Si l’on s’en tient aux statistiques avant la phase finale, l’Italie est arrivée en Allemagne comme l’une des équipes les plus offensives du tournoi. Le premier match contre le Ghana confortait cette donnée. Mais depuis, la formation transalpine s’est adaptée aux contingences et les quelques adaptations du coach lui ont rendu une forme plus conforme à l’histoire footballistique. Elle ne construit plus le jeu, attend et tente de frapper en contre. Après les quarts de finale, les Azzurri n’avaient effectué que 1.476 passes contre 2.038 au Brésil, 98 centres contre 148 pour l’Allemagne mais ils étaient les premiers avec les Allemands dans le nombre de contres (29).
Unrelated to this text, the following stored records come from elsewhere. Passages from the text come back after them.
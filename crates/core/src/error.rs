use thiserror::Error;

use crate::completion::CompletionError;

#[derive(Error, Debug, Clone, PartialEq, Eq)]
pub enum ValidationError {
    #[error("Script is too short: {length} characters, at least {min} required")]
    TooShort { length: usize, min: usize },

    #[error("Script is too long: {length} characters, at most {max} allowed")]
    TooLong { length: usize, max: usize },
}

#[derive(Error, Debug)]
pub enum AnalysisError {
    #[error("Text-completion service unavailable: {0}")]
    ServiceUnavailable(#[source] CompletionError),

    #[error("Malformed response from text-completion service: {reason}")]
    MalformedResponse { reason: String },

    #[error("Text-completion service did not answer within {seconds:.1}s")]
    Timeout { seconds: f64 },
}

impl AnalysisError {
    /// Analysis is side-effect free, so the caller may resend the same script.
    pub fn is_retryable(&self) -> bool {
        matches!(
            self,
            AnalysisError::ServiceUnavailable(_)
                | AnalysisError::MalformedResponse { .. }
                | AnalysisError::Timeout { .. }
        )
    }
}

impl From<CompletionError> for AnalysisError {
    fn from(err: CompletionError) -> Self {
        match err {
            CompletionError::InvalidResponse { reason } => {
                AnalysisError::MalformedResponse { reason }
            }
            CompletionError::Http(e) if e.is_decode() => AnalysisError::MalformedResponse {
                reason: e.to_string(),
            },
            other => AnalysisError::ServiceUnavailable(other),
        }
    }
}

#[derive(Error, Debug, Clone, PartialEq, Eq)]
pub enum AssemblyError {
    #[error("Cannot assemble {scenes} scenes with {assessments} feasibility assessments")]
    Mismatch { scenes: usize, assessments: usize },
}

#[derive(Error, Debug)]
pub enum ConfigError {
    #[error("Invalid value for {var}: {value:?} ({reason})")]
    Invalid {
        var: &'static str,
        value: String,
        reason: String,
    },
}

#[derive(Error, Debug)]
pub enum PipelineError {
    #[error(transparent)]
    Validation(#[from] ValidationError),

    #[error(transparent)]
    Analysis(#[from] AnalysisError),

    #[error(transparent)]
    Assembly(#[from] AssemblyError),

    #[error("Scene task failed: {0}")]
    Task(#[from] tokio::task::JoinError),
}

pub type Result<T> = std::result::Result<T, PipelineError>;

#[cfg(test)]
mod tests {
    use super::*;
    use crate::provider::ProviderError;

    #[test]
    fn unparseable_reply_is_malformed() {
        let err: AnalysisError = CompletionError::InvalidResponse {
            reason: "expected JSON".to_string(),
        }
        .into();
        assert!(matches!(
            err,
            AnalysisError::MalformedResponse { ref reason } if reason == "expected JSON"
        ));
        assert!(err.is_retryable());
    }

    #[test]
    fn transport_and_setup_failures_are_unavailable() {
        let status: AnalysisError = CompletionError::Status {
            status: reqwest::StatusCode::TOO_MANY_REQUESTS,
            body: "slow down".to_string(),
        }
        .into();
        assert!(matches!(
            status,
            AnalysisError::ServiceUnavailable(CompletionError::Status { .. })
        ));

        let provider: AnalysisError = CompletionError::Provider(ProviderError::MissingApiKey {
            provider_name: "OpenAI".to_string(),
            env_var: "OPENAI_API_KEY".to_string(),
        })
        .into();
        assert!(matches!(
            provider,
            AnalysisError::ServiceUnavailable(CompletionError::Provider(_))
        ));
    }
}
L’Italie a du mal à se débarrasser de sa mauvaise image de marque alors qu’elle est l’équipe qui a commis le moins de fautes (70) et celle qui en a subi le plus (109).

Alors que, pendant deux ans, il avait fourni un travail intelligent, Lippi a failli quitter le Mondial de la plus stupide des manières contre l’Australie. Le sélectionneur a commis toute une panoplie d’erreurs à commencer par la non titularisation de Totti. S’il avait bien fait de faire sortir le Romain après l’exclusion de Daniele De Rossi contre les Etats-Unis, Lippi n’était pas en position de s’en passer contre l’Australie parce qu’il l’avait  » trouvé fatigué « .

Qu’il nous explique pourquoi il a commencé le match avec deux avants centraux et un attaquant d’appui ( LucaToni, AlbertoGilardino et Del Piero) pour finir avec un avant libre (Totti) et un ailier (Iaquinta) ? Qu’il explique aussi pourquoi il a débuté la rencontre sans le seul joueur capable, même à l’arrêt, de distiller de bons services. Totti est monté au jeu à un quart d’heure de la fin alors que l’Italie était réduite à dix depuis une demi-heure et a délivré plus de bonnes passes que la plupart des joueurs en 90 minutes et Del Piero en 75.

Ce jour-là, Lippi s’est planté dans ses changements alors que, jusque-là, il s’était montré maître dans l’art de remplacer un joueur par un autre. A la mi-temps, il a sorti Gilardino, le seul à avoir donné des frayeurs aux Socceroos, Puis, quand Materazzi a été exclu, il a fait monter Barzagli, à la place de Toni alors que n’importe qui aurait enlevé l’inutile et confus Del Piero. Du coup, l’équipe s’est regroupée autour de GigiBuffon et n’a plus fait le jeu. Plus personne ne se démarquait.

Face à l’Ukraine, la Squadra n’a pas répété les mêmes erreurs et n’a surtout pas sous-estimé son adversaire. Même si l’Ukraine était considérée comme le plus faible des huit derniers qualifiés, l’Italie a, comme d’habitude, bien joué derrière. Cannavaro a une nouvelle fois été impeccable (sept fautes seulement depuis le début, huit subies et 18 tacles tous nickels !) Auteur du premier but, Zambrotta a confirmé ses progrès et Buffon ne s’est pas laissé hypnotiser par les tirs des Ukrainiens.

L’Italie grise, monotone mais très solide (elle n’a encaissé qu’un seul but en cinq rencontres et encore il s’agissait d’un auto-goal pour le moins surprenant de Zaccardo), avait obtenu le droit d’affronter l’Allemagne en demi-finales. Elle n’a pas rafraîchi l’image du Calcio mais les joueurs ne s’en plaignent pas.

 » Ce n’est peut-être pas le jeu qui plaît aux journalistes surtout étrangers comme les Espagnols mais nous sommes contents comme ça « , a ironisé Barzagli. Comme quoi, l’éternel débat sur la beauté du jeu ne rime à rien : seul le résultat compte.